__WHAT THE TASK REQUIRES__:
Return, from the data below, each line that contains the word "written".
|---|
use crate::config::EngineConfig;
use crate::encode::mux::{FfmpegMuxer, Muxer};
use crate::foundation::error::{OverlayError, OverlayResult};
use crate::layout::planner::{LayoutPlan, LayoutPlanner, clip_rng};
use crate::layout::store::{ClipId, PlanStore, clip_ids};
use crate::media::source::{FfmpegSourceProvider, SourceProvider, VideoSource};
use crate::sequence::sequencer::{AssemblyMode, FrameSequencer, preview_frame};
use crate::session::render_session::{
    RenderJob, RenderSession, RenderSessionOpts, SinkFactory, ffmpeg_sink_factory,
};
use image::RgbImage;
use std::path::{Path, PathBuf};
use std::sync::Arc;
use std::sync::atomic::{AtomicBool, Ordering};

/// Cooperative cancellation, checked between clips.
#[derive(Clone, Debug, Default)]
pub struct CancelToken(Arc<AtomicBool>);

impl CancelToken {
    pub fn new() -> Self {
        Self::default()
    }

    pub fn cancel(&self) {
        self.0.store(true, Ordering::SeqCst);
    }

    pub fn is_cancelled(&self) -> bool {
        self.0.load(Ordering::SeqCst)
    }
}

/// Outcome for one avatar clip of a batch.
#[derive(Debug)]
pub struct ClipReport<T> {
    pub clip: ClipId,
    pub avatar: PathBuf,
    pub result: OverlayResult<T>,
}

impl<T> ClipReport<T> {
    pub fn is_ok(&self) -> bool {
        self.result.is_ok()
    }

    pub fn output(&self) -> Option<&T> {
        self.result.as_ref().ok()
    }
}

/// A written preview still and the plan it was drawn with.
#[derive(Clone, Debug, PartialEq)]
pub struct PreviewOutput {
    pub image_path: PathBuf,
    pub plan: LayoutPlan,
    /// `true` when an already committed plan was replayed instead of drawing a new one.
    pub reused: bool,
}

/// Successful previews as parallel, avatar-ordered lists.
///
/// `avatars[i]` was previewed into `images[i]` using `plans[i]`; feeding `avatars` and `plans`
/// back into [`OverlayEngine::generate_videos`] renders exactly what was previewed.
#[derive(Clone, Debug, Default, PartialEq)]
pub struct PreviewSet {
    pub avatars: Vec<PathBuf>,
    pub images: Vec<PathBuf>,
    pub plans: Vec<LayoutPlan>,
}

impl PreviewSet {
    pub fn from_reports(reports: &[ClipReport<PreviewOutput>]) -> Self {
        let mut set = Self::default();
        for report in reports {
            if let Ok(out) = &report.result {
                set.avatars.push(report.avatar.clone());
                set.images.push(out.image_path.clone());
                set.plans.push(out.plan.clone());
            }
        }
        set
    }
}

/// File name of the preview still for `clip`.
pub fn preview_file_name(clip: &ClipId) -> String {
    format!("preview_{clip}.png")
}

/// File name of the generated video for `clip` in `mode`.
pub fn video_file_name(clip: &ClipId, mode: AssemblyMode) -> String {
    format!("generated_{clip}_{mode}.mp4")
}

/// Batch driver: previews commit plans, renders replay them.
///
/// Clips are processed one at a time in avatar order. Source and encode failures are recorded
/// against their clip and the batch continues.
pub struct OverlayEngine {
    config: EngineConfig,
    planner: LayoutPlanner,
    sources: Box<dyn SourceProvider>,
    session: RenderSession,
    plans: PlanStore,
    cancel: CancelToken,
}

impl OverlayEngine {
    /// Engine backed by the system `ffmpeg` / `ffprobe`.
    pub fn new(config: EngineConfig) -> OverlayResult<Self> {
        let tools = config.tools.clone();
        Self::with_backends(
            config,
            Box::new(FfmpegSourceProvider::new(tools.clone())),
            ffmpeg_sink_factory(tools.clone()),
            Box::new(FfmpegMuxer::new(tools)),
        )
    }

    pub fn with_backends(
        config: EngineConfig,
        sources: Box<dyn SourceProvider>,
        sinks: SinkFactory,
        muxer: Box<dyn Muxer>,
    ) -> OverlayResult<Self> {
        config.validate()?;
        let planner = LayoutPlanner::new(config.layout.clone())?;
        let session = RenderSession::new(
            FrameSequencer::new(config.chroma_key),
            sinks,
            muxer,
            RenderSessionOpts {
                work_dir: config.work_dir.clone(),
                overwrite: config.overwrite,
            },
        );
        Ok(Self {
            config,
            planner,
            sources,
            session,
            plans: PlanStore::new(),
            cancel: CancelToken::new(),
        })
    }

    pub fn config(&self) -> &EngineConfig {
        &self.config
    }

    /// Plans committed by previews (or loaded) so far.
    pub fn plans(&self) -> &PlanStore {
        &self.plans
    }

    /// Adopt previously saved plans; they win over plans already held.
    pub fn load_plans(&mut self, store: PlanStore) {
        self.plans.extend(store);
    }

    /// Forget every committed plan so the next preview draws fresh layouts.
    pub fn discard_plans(&mut self) {
        self.plans.clear();
    }

    pub fn cancel_token(&self) -> CancelToken {
        self.cancel.clone()
    }

    /// Render one preview still per avatar clip and commit its plan.
    ///
    /// A clip that already has a plan fitting this main video replays it. Fails as a whole only
    /// when the avatar set is invalid; an unreadable main video fails every clip.
    #[tracing::instrument(skip_all, fields(main = %main.display(), clips = avatars.len()))]
    pub fn generate_previews(
        &mut self,
        main: &Path,
        avatars: &[PathBuf],
    ) -> OverlayResult<Vec<ClipReport<PreviewOutput>>> {
        let ids = clip_ids(avatars)?;
        let opened = self
            .sources
            .open(main)
            .and_then(|src| src.first_frame().map(|first| (src, first)));
        let (main_src, main_first) = match opened {
            Ok(pair) => pair,
            Err(e) => return Ok(main_failure(main, &e, avatars, ids)),
        };
        create_dir(&self.config.preview_dir)?;

        let mut reports = Vec::with_capacity(ids.len());
        for (avatar, clip) in avatars.iter().zip(ids) {
            let result = if self.cancel.is_cancelled() {
                Err(OverlayError::Cancelled)
            } else {
                self.preview_clip(main_src.as_ref(), &main_first, avatar, &clip)
            };
            match &result {
                Ok(out) => {
                    tracing::info!(%clip, image = %out.image_path.display(), reused = out.reused, "preview written");
                    self.plans.commit(clip.clone(), out.plan.clone());
                }
                Err(e) => log_clip_failure(&clip, e),
            }
            reports.push(ClipReport {
                clip,
                avatar: avatar.clone(),
                result,
            });
        }
        Ok(reports)
    }

    fn preview_clip(
        &self,
        main: &dyn VideoSource,
        main_first: &RgbImage,
        avatar_path: &Path,
        clip: &ClipId,
    ) -> OverlayResult<PreviewOutput> {
        let main_size = main.info().size;
        let avatar = self.sources.open(avatar_path)?;
        let avatar_first = avatar.first_frame()?;

        let committed = self
            .plans
            .get(clip)
            .filter(|p| p.validate(main_size).is_ok());
        let (plan, reused) = match committed {
            Some(plan) => (plan.clone(), true),
            None => {
                let mut rng = clip_rng(self.config.seed, clip);
                let aspect = avatar.info().size.aspect_ratio();
                (self.planner.plan(&mut rng, main_size, aspect)?, false)
            }
        };
        tracing::debug!(%clip, ?plan, reused, "layout plan");

        let image_path = self.config.preview_dir.join(preview_file_name(clip));
        if !self.config.overwrite && image_path.exists() {
            return Err(OverlayError::validation(format!(
                "preview '{}' already exists",
                image_path.display()
            )));
        }
        let still = preview_frame(main_first, &avatar_first, &plan, &self.config.chroma_key)?;
        still.save(&image_path).map_err(|e| {
            OverlayError::encode(format!(
                "failed to write preview '{}': {e}",
                image_path.display()
            ))
        })?;

        Ok(PreviewOutput {
            image_path,
            plan,
            reused,
        })
    }

    /// Render every avatar clip with the plan at the same position in `plans`.
    ///
    /// A `plans` list shorter than `avatars` is a plan error for the whole request.
    pub fn generate_videos(
        &self,
        main: &Path,
        avatars: &[PathBuf],
        plans: &[LayoutPlan],
        mode: AssemblyMode,
    ) -> OverlayResult<Vec<ClipReport<PathBuf>>> {
        let store = PlanStore::from_ordered(avatars, plans)?;
        self.generate_from_store(main, avatars, &store, mode)
    }

    /// Render every avatar clip with the plans this engine committed during previews.
    pub fn generate_committed(
        &self,
        main: &Path,
        avatars: &[PathBuf],
        mode: AssemblyMode,
    ) -> OverlayResult<Vec<ClipReport<PathBuf>>> {
        self.generate_from_store(main, avatars, &self.plans, mode)
    }

    /// Render every avatar clip with its plan from `store`.
    ///
    /// Every clip must have a plan drawn for this main video, otherwise nothing is rendered and a
    /// plan error is returned. An unreadable main video fails every clip.
    #[tracing::instrument(skip_all, fields(main = %main.display(), clips = avatars.len(), %mode))]
    pub fn generate_from_store(
        &self,
        main: &Path,
        avatars: &[PathBuf],
        store: &PlanStore,
        mode: AssemblyMode,
    ) -> OverlayResult<Vec<ClipReport<PathBuf>>> {
        let ids = clip_ids(avatars)?;
        let plans = ids
            .iter()
            .map(|clip| store.require(clip).cloned())
            .collect::<OverlayResult<Vec<_>>>()?;

        let main_src = match self.sources.open(main) {
            Ok(src) => src,
            Err(e) => return Ok(main_failure(main, &e, avatars, ids)),
        };
        let main_size = main_src.info().size;
        for (clip, plan) in ids.iter().zip(&plans) {
            plan.validate(main_size).map_err(|e| {
                OverlayError::plan(format!("committed plan for '{clip}' is unusable: {e}"))
            })?;
        }
        create_dir(&self.config.output_dir)?;

        let mut reports = Vec::with_capacity(ids.len());
        for ((avatar, clip), plan) in avatars.iter().zip(ids).zip(plans) {
            let result = if self.cancel.is_cancelled() {
                Err(OverlayError::Cancelled)
            } else {
                tracing::info!(%clip, "rendering");
                self.render_clip(&main_src, avatar, &clip, plan, mode)
            };
            match &result {
                Ok(path) => tracing::info!(%clip, out = %path.display(), "video written"),
                Err(e) => log_clip_failure(&clip, e),
            }
            reports.push(ClipReport {
                clip,
                avatar: avatar.clone(),
                result,
            });
        }
        Ok(reports)
    }

    fn render_clip(
        &self,
        main: &Arc<dyn VideoSource>,
        avatar_path: &Path,
        clip: &ClipId,
        plan: LayoutPlan,
        mode: AssemblyMode,
    ) -> OverlayResult<PathBuf> {
        let avatar = self.sources.open(avatar_path)?;
        let job = RenderJob {
            clip: clip.clone(),
            main: main.clone(),
            avatar,
            plan,
            mode,
            out_path: self.config.output_dir.join(video_file_name(clip, mode)),
        };
        let out = self.session.render(&job)?;
        tracing::debug!(%clip, stats = ?out.stats, "render finished");
        Ok(out.path)
    }
}

/// One `Source` failure per clip for a main video that could not be opened or read.
fn main_failure<T>(
    main: &Path,
    err: &OverlayError,
    avatars: &[PathBuf],
    ids: Vec<ClipId>,
) -> Vec<ClipReport<T>> {
    tracing::warn!(main = %main.display(), error = %err, "main video unreadable, no clip can be processed");
    avatars
        .iter()
        .zip(ids)
        .map(|(avatar, clip)| ClipReport {
            clip,
            avatar: avatar.clone(),
            result: Err(OverlayError::source(format!(
                "main video '{}' is unreadable: {err}",
                main.display()
            ))),
        })
        .collect()
}

fn log_clip_failure(clip: &ClipId, err: &OverlayError) {
    if matches!(err, OverlayError::Cancelled) {
        tracing::info!(%clip, "skipped after cancellation");
    } else if err.is_clip_recoverable() {
        tracing::warn!(%clip, error = %err, "clip failed, continuing with the batch");
    } else {
        tracing::error!(%clip, error = %err, "clip failed");
    }
}

fn create_dir(dir: &Path) -> OverlayResult<()> {
    use anyhow::Context as _;
    std::fs::create_dir_all(dir)
        .with_context(|| format!("failed to create directory '{}'", dir.display()))?;
    Ok(())
}

#[cfg(test)]
#[path = "../../tests/unit/batch/engine.rs"]
mod tests;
|---|
__THE ANSWER__:
/// A written preview still and the plan it was drawn with.
                    tracing::info!(%clip, image = %out.image_path.display(), reused = out.reused, "preview written");
                Ok(path) => tracing::info!(%clip, out = %path.display(), "video written"),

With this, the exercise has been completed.